Now, it is dangerous to propose that the real world is just like a fiction world. Strategists should not just look to one genre or story to explain reality. But, there are many elements of the fictional world that are present in the real world. Fiction can serve as a metaphor for complex ideas and illustrate challenging ideas about human nature. Its hard to imagine my life without the concept of a Catch-22, in fact I used the metaphor today. Fiction is a great avenue for any strategist looking for innovative concepts that may or may not be present in real life.

This post originally appeared in The Bridge on 22 June 2015.

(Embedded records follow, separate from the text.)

//! Integration tests for the command server.
//!
//! Each test spins up an Axum server on a random port backed by a real tab
//! host and libSQL store, with wiremock standing in for the completion
//! endpoint, and drives it over HTTP and WebSocket.

use std::sync::Arc;
use std::time::Duration;

use futures_util::{SinkExt, StreamExt};
use serde_json::{Value, json};
use tokio::net::TcpListener;
use tokio::time::timeout;
use tokio_tungstenite::connect_async;
use tokio_tungstenite::tungstenite::Message;
use wiremock::{Mock, MockServer, ResponseTemplate, matchers};

use page_assist::llm::ResponsesClient;
use page_assist::orchestrator::Orchestrator;
use page_assist::page::TabHost;
use page_assist::server::routes;
use page_assist::store::LibSqlBackend;

/// Maximum time any test is allowed to run before we consider it hung.
const TEST_TIMEOUT: Duration = Duration::from_secs(10);

const GRANT_PAGE: &str = "<html><head><title>Grant Info</title></head><body>\
    <p>Deadline: June 1.</p><style>p { margin: 0 }</style><p>Must submit form A.</p>\
    </body></html>";

struct TestServer {
    port: u16,
    tabs: Arc<TabHost>,
    llm: MockServer,
    http: reqwest::Client,
}

impl TestServer {
    async fn command(&self, body: Value) -> Value {
        self.http
            .post(format!("http://127.0.0.1:{}/api/command", self.port))
            .json(&body)
            .send()
            .await
            .expect("command request failed")
            .json()
            .await
            .expect("command response was not JSON")
    }
}

/// Start the server on a random port with a mocked completion endpoint.
async fn start_server() -> TestServer {
    let llm = MockServer::start().await;
    let client = Arc::new(ResponsesClient::new(
        &format!("{}/v1/responses", llm.uri()),
        "gpt-4.1-mini",
    ));
    let store = Arc::new(LibSqlBackend::new_memory().await.unwrap());
    let tabs = TabHost::new();
    let orchestrator = Arc::new(Orchestrator::new(tabs.clone(), client, store));
    let app = routes(orchestrator, tabs.clone());

    let listener = TcpListener::bind("127.0.0.1:0").await.unwrap();
    let port = listener.local_addr().unwrap().port();

    tokio::spawn(async move {
        axum::serve(listener, app).await.unwrap();
    });

    // Give the server a moment to start accepting connections.
    tokio::time::sleep(Duration::from_millis(50)).await;

    TestServer {
        port,
        tabs,
        llm,
        http: reqwest::Client::new(),
    }
}

async fn mock_answer(server: &MockServer, text: &str) {
    Mock::given(matchers::method("POST"))
        .and(matchers::path("/v1/responses"))
        .and(matchers::header("authorization", "Bearer sk-test"))
        .respond_with(ResponseTemplate::new(200).set_body_json(json!({
            "output": [{"type": "message", "content": [{"type": "output_text", "text": text}]}]
        })))
        .mount(server)
        .await;
}

/// Parse a WS text frame into a serde_json::Value.
fn parse_ws_json(msg: &Message) -> Value {
    match msg {
        Message::Text(txt) => serde_json::from_str(txt).expect("invalid JSON from server"),
        other => panic!("expected Text frame, got {:?}", other),
    }
}

// ── HTTP Tests ───────────────────────────────────────────────────────

#[tokio::test]
async fn run_without_key_reports_missing_key() {
    timeout(TEST_TIMEOUT, async {
        let server = start_server().await;
        server
            .tabs
            .open("https://apply.example.org/grants", GRANT_PAGE, true)
            .await;

        let resp = server.command(json!({"type": "RUN", "mode": "dates"})).await;
        assert_eq!(resp, json!({"ok": false, "error": "Missing API key"}));

        // Nothing reached the model and no extractor was injected.
        assert!(server.llm.received_requests().await.unwrap().is_empty());
        assert!(!server.tabs.list().await[0].extractor_loaded);
    })
    .await
    .expect("test timed out");
}

#[tokio::test]
async fn dates_run_end_to_end() {
    timeout(TEST_TIMEOUT, async {
        let server = start_server().await;
        mock_answer(&server.llm, "- Deadline: June 1").await;
        server
            .tabs
            .open("https://apply.example.org/grants", GRANT_PAGE, true)
            .await;

        let saved = server
            .command(json!({"type": "SAVE_KEY", "apiKey": "sk-test"}))
            .await;
        assert_eq!(saved, json!({"ok": true}));

        let resp = server.command(json!({"type": "RUN", "mode": "dates"})).await;
        assert_eq!(
            resp,
            json!({
                "ok": true,
                "domain": "example.org",
                "result": "- Deadline: June 1",
                "title": "Grant Info",
                "url": "https://apply.example.org/grants"
            })
        );

        let requests = server.llm.received_requests().await.unwrap();
        assert_eq!(requests.len(), 1);
        let body: Value = serde_json::from_slice(&requests[0].body).unwrap();
        assert_eq!(body["model"], "gpt-4.1-mini");
        let prompt = body["input"].as_str().unwrap();
        assert!(prompt.contains("Extract any dates, deadlines, timelines"));
        assert!(prompt.contains("Deadline: June 1. Must submit form A."));
        assert!(!prompt.contains("margin"));

        let history = server
            .command(json!({"type": "GET_HISTORY", "domain": "example.org"}))
            .await;
        let entries = history["history"].as_array().unwrap();
        assert_eq!(entries.len(), 1);
        assert_eq!(entries[0]["mode"], "dates");
        assert_eq!(entries[0]["output"], "- Deadline: June 1");
    })
    .await
    .expect("test timed out");
}

#[tokio::test]
async fn remote_error_is_surfaced_with_status() {
    timeout(TEST_TIMEOUT, async {
        let server = start_server().await;
        Mock::given(matchers::method("POST"))
            .respond_with(ResponseTemplate::new(500).set_body_string("server error"))
            .mount(&server.llm)
            .await;
        server
            .tabs
            .open("https://apply.example.org/grants", GRANT_PAGE, true)
            .await;
        server
            .command(json!({"type": "SAVE_KEY", "apiKey": "sk-test"}))
            .await;

        let resp = server.command(json!({"type": "RUN", "mode": "dates"})).await;
        assert_eq!(resp["ok"], false);
        let error = resp["error"].as_str().unwrap();
        assert!(error.contains("500"), "got: {error}");
        assert!(error.contains("server error"), "got: {error}");

        let history = server
            .command(json!({"type": "GET_HISTORY", "domain": "example.org"}))
            .await;
        assert_eq!(history, json!({"ok": true, "history": []}));
    })
    .await
    .expect("test timed out");
}

#[tokio::test]
async fn no_active_tab_after_close() {
    timeout(TEST_TIMEOUT, async {
        let server = start_server().await;
        let id = server
            .tabs
            .open("https://apply.example.org/grants", GRANT_PAGE, true)
            .await;
        server
            .command(json!({"type": "SAVE_KEY", "apiKey": "sk-test"}))
            .await;

        let status = server
            .http
            .delete(format!("http://127.0.0.1:{}/api/tabs/{id}", server.port))
            .send()
            .await
            .unwrap()
            .status();
        assert_eq!(status, reqwest::StatusCode::OK);

        let resp = server.command(json!({"type": "RUN"})).await;
        assert_eq!(resp, json!({"ok": false, "error": "No active tab"}));
    })
    .await
    .expect("test timed out");
}

#[tokio::test]
async fn restricted_page_cannot_be_read() {
    timeout(TEST_TIMEOUT, async {
        let server = start_server().await;
        server
            .tabs
            .open("chrome://extensions", "<p>internal</p>", true)
            .await;
        server
            .command(json!({"type": "SAVE_KEY", "apiKey": "sk-test"}))
            .await;

        let resp = server.command(json!({"type": "RUN"})).await;
        assert_eq!(resp, json!({"ok": false, "error": "Could not read page"}));
    })
    .await
    .expect("test timed out");
}

#[tokio::test]
async fn unknown_command_over_http() {
    timeout(TEST_TIMEOUT, async {
        let server = start_server().await;
        let resp = server.command(json!({"type": "REFRESH"})).await;
        assert_eq!(resp, json!({"ok": false, "error": "Unknown message"}));
    })
    .await
    .expect("test timed out");
}

// ── WebSocket Tests ──────────────────────────────────────────────────

#[tokio::test]
async fn ws_replies_carry_request_ids() {
    timeout(TEST_TIMEOUT, async {
        let server = start_server().await;
        mock_answer(&server.llm, "- Deadline: June 1").await;
        server
            .tabs
            .open("https://apply.example.org/grants", GRANT_PAGE, true)
            .await;

        let (mut ws, _resp) = connect_async(format!("ws://127.0.0.1:{}/ws", server.port))
            .await
            .expect("WS connect failed");

        ws.send(Message::Text(
            json!({"id": "k1", "type": "SAVE_KEY", "apiKey": "sk-test"})
                .to_string()
                .into(),
        ))
        .await
        .unwrap();
        let reply = parse_ws_json(&ws.next().await.unwrap().unwrap());
        assert_eq!(reply, json!({"id": "k1", "ok": true}));

        ws.send(Message::Text(
            json!({"id": 2, "type": "RUN", "mode": "dates"})
                .to_string()
                .into(),
        ))
        .await
        .unwrap();
        ws.send(Message::Text(
            json!({"id": 3, "type": "NOPE"}).to_string().into(),
        ))
        .await
        .unwrap();

        // Frames are handled concurrently, so replies may arrive in any order.
        let mut replies = Vec::new();
        for _ in 0..2 {
            replies.push(parse_ws_json(&ws.next().await.unwrap().unwrap()));
        }
        replies.sort_by_key(|r| r["id"].as_i64());

        assert_eq!(replies[0]["id"], 2);
        assert_eq!(replies[0]["ok"], true);
        assert_eq!(replies[0]["domain"], "example.org");
        assert_eq!(replies[0]["result"], "- Deadline: June 1");

        assert_eq!(
            replies[1],
            json!({"id": 3, "ok": false, "error": "Unknown message"})
        );
    })
    .await
    .expect("test timed out");
}

#[tokio::test]
async fn ws_non_json_frame_is_unknown_message() {
    timeout(TEST_TIMEOUT, async {
        let server = start_server().await;
        let (mut ws, _resp) = connect_async(format!("ws://127.0.0.1:{}/ws", server.port))
            .await
            .expect("WS connect failed");

        ws.send(Message::Text("hello?".into())).await.unwrap();
        let reply = parse_ws_json(&ws.next().await.unwrap().unwrap());
        assert_eq!(reply, json!({"ok": false, "error": "Unknown message"}));
    })
    .await
    .expect("test timed out");
}

// ── Tab Tests ────────────────────────────────────────────────────────

#[tokio::test]
async fn tabs_can_be_opened_over_http() {
    timeout(TEST_TIMEOUT, async {
        let server = start_server().await;
        let base = format!("http://127.0.0.1:{}", server.port);

        let resp: Value = server
            .http
            .post(format!("{base}/api/tabs"))
            .json(&json!({"url": "https://www.example.com/", "html": "<p>hi</p>", "activate": true}))
            .send()
            .await
            .unwrap()
            .json()
            .await
            .unwrap();
        assert_eq!(resp["ok"], true);

        let listed: Value = server
            .http
            .get(format!("{base}/api/tabs"))
            .send()
            .await
            .unwrap()
            .json()
            .await
            .unwrap();
        let tabs = listed["tabs"].as_array().unwrap();
        assert_eq!(tabs.len(), 1);
        assert_eq!(tabs[0]["id"], resp["id"]);
        assert_eq!(tabs[0]["active"], true);
    })
    .await
    .expect("test timed out");
}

[Photo: Flickr CC: The U.S. Army]



  1. Paul Darling 29 July, 2015 at 11:58 Reply

    I concur wholeheartedly with the lady from the Air Force. One must never forget that strategy is, ultimately, a mechanism to resolve (favorably for your side one hopes!) a struggle between two cultures. In fiction, you capture the essence of a culture in a way non-fiction cannot. Fiction is inherently the truth expanded to extremes to develop a fantasy world which magnifies the differences. This magnification provides the non-specialist a much easier way to highlight the cultural differences of his enemy for, hopefully, exploitation. The Iliad is more fiction than fact, but that does not negate its ability to highlight the culture of the Greeks and Trojans and the heroic era, however exaggerated. How much of Sun Tzu’s Art of War is fiction versus history as case studies hundreds of years old are used as metaphorical devices to make a point? Prior to deployment to Afghanistan, I read Pashtoon poetry. The fears, motivations and cultural demands of Pashtoonwali were much easier to identify in prose than in pamphlets.
    To think that strategy is merely “decision making” based upon facts at hand is, at best, foolishness. Strategy is much deeper, much more human and entirely too abstract to be confined to the non-fiction.
    Unquestionably, the non-fictional school of thought dominates both the military and civilian strategists in the United States.
    Which would help explain our strategic outcomes in the past 20 years.

  2. J 7 August, 2015 at 13:30 Reply

    If anyone’s curious: The paratrooper in the picture looks to be reading one of Robert Jordan’s “Wheel of Time” fantasy novels, possibly “A Crown of Swords”.

    How appropriate: This is a book series composed of 14 books, many of them well over 800 pages long. “Settle in solder, wherever you’re going, you’re going to be there for a while.” Oh and: However fantastical those books are, they’re probably way more tightly plotted than American military strategy.